The Illinois-based firm increased its full-year adjusted income outlook to a range of $10.61 per share to $10.65 a piece, versus a prior forecast of between $10.38 to $10.58.
In the period ended in September, net revenue climbed by 9.1% versus a year ago to $15.78 billion, driven in part by higher-than-anticipated sales of Skyrizi and blockbuster immunology treatment Rinvoq.
Adjusted earnings per share for the quarter stood at $1.86, down by $3 a year earlier but above Bloomberg consensus expectations of $1.77.
Rinvoq has been in focus for investors following AbbVie’s announcement last month that it does not expect to encounter generic rivals to the drug until 2037 -- four years longer than some analysts had previously projected.

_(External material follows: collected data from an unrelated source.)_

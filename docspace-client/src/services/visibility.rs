//! Document visibility resolver.
//!
//! Pure projection over raw document records: no I/O, no mutation. The
//! access rule is the union of four independent grant channels (owner,
//! public flag, department share, user share); adding a viewer to any
//! channel can only add documents to their view.

use uuid::Uuid;

use crate::models::{Document, Identity, Priority, Profile};

/// The authorization inputs for a single viewer: identity id plus the
/// department taken from their profile.
#[derive(Debug, Clone, PartialEq, Eq)]
pub struct Viewer {
    pub id: Uuid,
    pub department: Option<String>,
}

impl Viewer {
    pub fn new(id: Uuid) -> Self {
        Self {
            id,
            department: None,
        }
    }

    pub fn with_department(id: Uuid, department: impl Into<String>) -> Self {
        Self {
            id,
            department: Some(department.into()),
        }
    }

    /// A missing profile yields a viewer with no department; department
    /// shares simply do not match for them.
    pub fn from_profile(identity: &Identity, profile: Option<&Profile>) -> Self {
        Self {
            id: identity.id,
            department: profile.and_then(|p| p.department.clone()),
        }
    }
}

/// Whether `viewer` may access `doc`. Total: empty grant lists never
/// grant and never fail.
pub fn visible(doc: &Document, viewer: &Viewer) -> bool {
    if doc.owner_id == viewer.id {
        return true;
    }
    if doc.is_public {
        return true;
    }
    if let Some(department) = &viewer.department {
        if doc.shared_with.iter().any(|d| d == department) {
            return true;
        }
    }
    doc.shared_with_users.contains(&viewer.id)
}

#[derive(Debug, Clone, Copy, PartialEq, Eq)]
pub enum ScopeFilter {
    Public,
    Private,
}

/// Search/filter predicates layered on top of `visible`. Each predicate
/// is independent; conjunction is commutative, so filter order never
/// affects the result.
#[derive(Debug, Clone, Default)]
pub struct DocumentFilter {
    /// Case-insensitive substring match over title, description, and
    /// department.
    pub query: Option<String>,
    pub priority: Option<Priority>,
    pub department: Option<String>,
    pub language: Option<String>,
    pub scope: Option<ScopeFilter>,
}

impl DocumentFilter {
    pub fn matches(&self, doc: &Document) -> bool {
        self.matches_query(doc)
            && self.matches_priority(doc)
            && self.matches_department(doc)
            && self.matches_language(doc)
            && self.matches_scope(doc)
    }

    fn matches_query(&self, doc: &Document) -> bool {
        let Some(query) = &self.query else {
            return true;
        };
        let needle = query.to_lowercase();
        if needle.is_empty() {
            return true;
        }
        doc.title.to_lowercase().contains(&needle)
            || doc
                .description
                .as_deref()
                .is_some_and(|d| d.to_lowercase().contains(&needle))
            || doc
                .department
                .as_deref()
                .is_some_and(|d| d.to_lowercase().contains(&needle))
    }

    fn matches_priority(&self, doc: &Document) -> bool {
        match self.priority {
            Some(priority) => doc.priority == Some(priority),
            None => true,
        }
    }

    fn matches_department(&self, doc: &Document) -> bool {
        match &self.department {
            Some(department) => doc.department.as_deref() == Some(department.as_str()),
            None => true,
        }
    }

    fn matches_language(&self, doc: &Document) -> bool {
        match &self.language {
            Some(language) => doc.language.as_deref() == Some(language.as_str()),
            None => true,
        }
    }

    fn matches_scope(&self, doc: &Document) -> bool {
        match self.scope {
            Some(ScopeFilter::Public) => doc.is_public,
            Some(ScopeFilter::Private) => !doc.is_public,
            None => true,
        }
    }
}

/// Exactly one sort key is active at a time.
#[derive(Debug, Clone, Copy, PartialEq, Eq)]
pub enum SortKey {
    /// URGENT=3 > HIGH=2 > ROUTINE=1 > unset=0, descending.
    Priority,
    /// Creation timestamp, descending.
    Date,
    /// Title, lexicographic ascending.
    Title,
}

fn priority_rank(doc: &Document) -> u8 {
    doc.priority.map(Priority::rank).unwrap_or(0)
}

/// Stable sort: documents with equal keys keep their input order.
pub fn sort_documents(docs: &mut [Document], key: SortKey) {
    match key {
        SortKey::Priority => docs.sort_by(|a, b| priority_rank(b).cmp(&priority_rank(a))),
        SortKey::Date => docs.sort_by(|a, b| b.created_at.cmp(&a.created_at)),
        SortKey::Title => docs.sort_by(|a, b| a.title.cmp(&b.title)),
    }
}

/// Computes the accessible, filtered, optionally sorted view of `docs`
/// for `viewer`. Always a subset of the input.
pub fn project(
    docs: &[Document],
    viewer: &Viewer,
    filter: &DocumentFilter,
    sort: Option<SortKey>,
) -> Vec<Document> {
    let mut result: Vec<Document> = docs
        .iter()
        .filter(|doc| visible(doc, viewer) && filter.matches(doc))
        .cloned()
        .collect();
    if let Some(key) = sort {
        sort_documents(&mut result, key);
    }
    result
}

The quarterly returns helped to offset weakness in AbbVie’s Humira, a former bestselling medication for arthritis that has faced intense competition from cheaper biosimiliars in the United States since 2023. As part of a bid to counter these headwinds, AbbVie has been pushing to build out its immunology treatments.
Rinvoq brought in revenue of $5.97 billion in 2024, equating to about half of AbbVie’s total top-line figure, while the company expects the drug and Skyrizi to rake in a combined $31 billion in 2027.
Writing in a statement, CEO Robert Michael added that AbbVie has raised its quarterly cash dividend to $1.73 per share, up from $1.64 per share, "based upon the strength of our business and its promising outlook."
Shares of AbbVie, which have surged by more than 27% so far this year and touched an all-time peak in September, were oscillating around the flatline in premarket U.S. trading on Friday.